Simultaneous detection of Ho33342 and R123 transport. Flow cytometry was performed on the parental cell line K562 (bottom panels, human erythroleukemia) and the MDR1 transfectant K562-G185 (top panels). A gating strategy was used to analyze only singlet viable cells. Monoclonal antibody staining on separate aliquots revealed that parental K562 cells were ABCB1 (MDR1) negative and expressed a very small subpopulation of ABCG2+, low side scatter cells (0.08% of viable cells, top right). In contrast, the transfectant line K562-G158, which is maintained in the presence of 100 ng/mL vincristine, is uniformly positive for ABCB1, and expresses a small subpopulation of ABCG2+ cells identical to that of the parent cell line. Both cell lines were coincubated with Ho33342 and R123 in the absence and presence of MDR inhibitors. In the absence of inhibitors, only a minor subpopulation within the parental K562 exhibited the SP phenotype (3.36%), whereas almost all K562-G185 (ABCB1 transfected) cells transported Ho33342 (71% SP). Addition of 5 μM cyclosporin A (CsA) abrogated transport in both cell lines.
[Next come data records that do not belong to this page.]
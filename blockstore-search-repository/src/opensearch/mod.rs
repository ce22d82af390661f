//! OpenSearch implementation of the search index provider.
//!
//! This module provides a concrete implementation of `SearchIndexProvider`
//! using OpenSearch as the backend.

mod client;
mod index_config;
mod queries;

pub use client::OpenSearchClient;
pub use index_config::{build_index_body, IndexConfig};
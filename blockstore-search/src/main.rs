use std::process::ExitCode;

use tokio::io::BufReader;
use tracing::{error, info, warn};
use tracing_subscriber::EnvFilter;

use blockstore_search::ingest;
use blockstore_search::{Dependencies, IndexingError, LogFormat, Settings};

#[tokio::main]
async fn main() -> ExitCode {
    dotenv::dotenv().ok();

    let settings = match Settings::from_env() {
        Ok(settings) => settings,
        Err(e) => {
            init_tracing(LogFormat::default());
            error!(error = %e, "Invalid configuration");
            return ExitCode::FAILURE;
        }
    };
    init_tracing(settings.log_format);

    match run(settings).await {
        Ok(()) => ExitCode::SUCCESS,
        Err(e) => {
            error!(error = %e, "Search indexer failed");
            ExitCode::FAILURE
        }
    }
}

fn init_tracing(format: LogFormat) {
    let filter = EnvFilter::try_from_default_env().unwrap_or_else(|_| EnvFilter::new("info"));
    let builder = tracing_subscriber::fmt().with_env_filter(filter);
    match format {
        LogFormat::Json => builder.json().init(),
        LogFormat::Pretty => builder.init(),
    }
}

async fn run(settings: Settings) -> Result<(), IndexingError> {
    info!("Starting blockstore search indexer");

    let mut deps = Dependencies::new(&settings).await?;
    let failed_logger = deps
        .take_failed_batches()
        .map(|rx| tokio::spawn(ingest::log_failed_batches(rx)));

    let shutdown = async {
        if let Err(e) = tokio::signal::ctrl_c().await {
            warn!(error = %e, "Failed to listen for shutdown signal");
            std::future::pending::<()>().await;
        }
    };
    let stats = ingest::run(
        BufReader::new(tokio::io::stdin()),
        &deps.indexers,
        shutdown,
    )
    .await;

    // Flush any remaining documents, even if ingest stopped on an error
    let shutdown_result = deps.shutdown().await;

    // Indexers hold the failed-batch senders; release them so the logger ends
    drop(deps);
    if let Some(handle) = failed_logger {
        match handle.await {
            Ok(dropped) if dropped > 0 => warn!(dropped, "Documents dropped during run"),
            Ok(_) => {}
            Err(e) => warn!(error = %e, "Failed-batch logger panicked"),
        }
    }

    stats?;
    shutdown_result?;
    info!("Search indexer shutdown complete");
    Ok(())
}
//! Interface definitions for the search index.
//!
//! This module defines the abstract `SearchIndexProvider` trait that allows
//! for dependency injection and swappable search backend implementations.

mod search_index_provider;

pub use search_index_provider::SearchIndexProvider;
//! Error types for fleet and geofence registration.

use thiserror::Error;

#[derive(Debug, Error, PartialEq)]
pub enum GeofenceError {
    #[error("geofence {id} has {count} vertices; at least 3 are required")]
    TooFewVertices { id: String, count: usize },
    #[error("geofence {id} vertex {index} is not a valid coordinate")]
    InvalidCoordinate { id: String, index: usize },
}

#[derive(Debug, Error, PartialEq)]
pub enum FleetError {
    #[error("vehicle {0} is already registered")]
    DuplicateVehicle(String),
    #[error("vehicle {id} has an invalid home position ({lat}, {lon})")]
    InvalidHome { id: String, lat: f64, lon: f64 },
}
//! Spatial math for vehicle navigation and distance calculations.

/// Mean Earth radius used by the great-circle formulas.
pub const EARTH_RADIUS_M: f64 = 6_371_000.0;

/// Flat-earth scale used when displacing vehicles: metres per degree of latitude.
pub const METERS_PER_DEG: f64 = 111_000.0;

/// Calculate the great-circle distance between two points (Haversine formula).
///
/// # Arguments
/// * `lat1`, `lon1` - First point coordinates in decimal degrees
/// * `lat2`, `lon2` - Second point coordinates in decimal degrees
///
/// # Returns
/// Distance in meters
pub fn haversine_distance(lat1: f64, lon1: f64, lat2: f64, lon2: f64) -> f64 {
    let phi1 = lat1.to_radians();
    let phi2 = lat2.to_radians();
    let dphi = (lat2 - lat1).to_radians();
    let dlambda = (lon2 - lon1).to_radians();
    let a = (dphi / 2.0).sin().powi(2) + phi1.cos() * phi2.cos() * (dlambda / 2.0).sin().powi(2);
    2.0 * EARTH_RADIUS_M * a.sqrt().atan2((1.0 - a).sqrt())
}

/// Initial bearing (forward azimuth) from point 1 to point 2.
/// Returns degrees in `[0, 360)`, 0 = north, 90 = east.
pub fn bearing(lat1: f64, lon1: f64, lat2: f64, lon2: f64) -> f64 {
    let phi1 = lat1.to_radians();
    let phi2 = lat2.to_radians();
    let delta_lambda = (lon2 - lon1).to_radians();

    let x = delta_lambda.sin() * phi2.cos();
    let y = phi1.cos() * phi2.sin() - phi1.sin() * phi2.cos() * delta_lambda.cos();

    x.atan2(y).to_degrees().rem_euclid(360.0)
}

/// Convert a north/south offset in meters to degrees latitude.
pub fn meters_to_lat(meters: f64) -> f64 {
    meters / METERS_PER_DEG
}

/// Convert an east/west offset in meters to degrees longitude.
/// Requires the reference latitude for proper scaling.
pub fn meters_to_lon(meters: f64, ref_lat_deg: f64) -> f64 {
    let meters_per_deg = (METERS_PER_DEG * ref_lat_deg.to_radians().cos()).abs().max(1e-9);
    meters / meters_per_deg
}

/// Offset a position by distance and bearing using the equirectangular
/// approximation.
///
/// # Arguments
/// * `lat`, `lon` - Starting position in degrees
/// * `distance_m` - Distance in meters
/// * `bearing_deg` - Bearing in degrees (0 = north, 90 = east)
///
/// # Returns
/// (new_lat, new_lon) in degrees
pub fn offset_equirectangular(lat: f64, lon: f64, distance_m: f64, bearing_deg: f64) -> (f64, f64) {
    if distance_m.abs() <= f64::EPSILON {
        return (lat, lon);
    }
    let bearing_rad = bearing_deg.to_radians();
    let north_m = distance_m * bearing_rad.cos();
    let east_m = distance_m * bearing_rad.sin();
    (lat + meters_to_lat(north_m), lon + meters_to_lon(east_m, lat))
}

const FNV_OFFSET_BASIS: u64 = 0xcbf2_9ce4_8422_2325;
const FNV_PRIME: u64 = 0x0000_0100_0000_01b3;

/// FNV-1a hash of an identity string.
///
/// Stable across processes and toolchains, unlike `std`'s randomly keyed hasher,
/// so per-vehicle parameters and missions reproduce on every run.
pub fn stable_hash(value: &str) -> u64 {
    value.bytes().fold(FNV_OFFSET_BASIS, |hash, byte| {
        (hash ^ u64::from(byte)).wrapping_mul(FNV_PRIME)
    })
}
Vincristine had no effect on either cell line, whereas the ABCG2 specific inhibitor, fumitremorgin (1 μM), only inhibited Ho33342 transport in parental K562 (native ABCG2 mediated transport) and had no effect on Ho33342 transport through ABCB1. Verapamil (50 μM, a MDR nonspecific inhibitor) blocked SP phenotype in both cell lines. R123 transport was limited to cells with ABCB1 expression (K562-G185 only), the parental K562 had no constitutive ABCB1 activity or expression. The R123 dull phenotype was reversed by the addition of either CsA or verapamil but was not blocked by the addition of ABCG2-specific inhibitor fumitremorgin.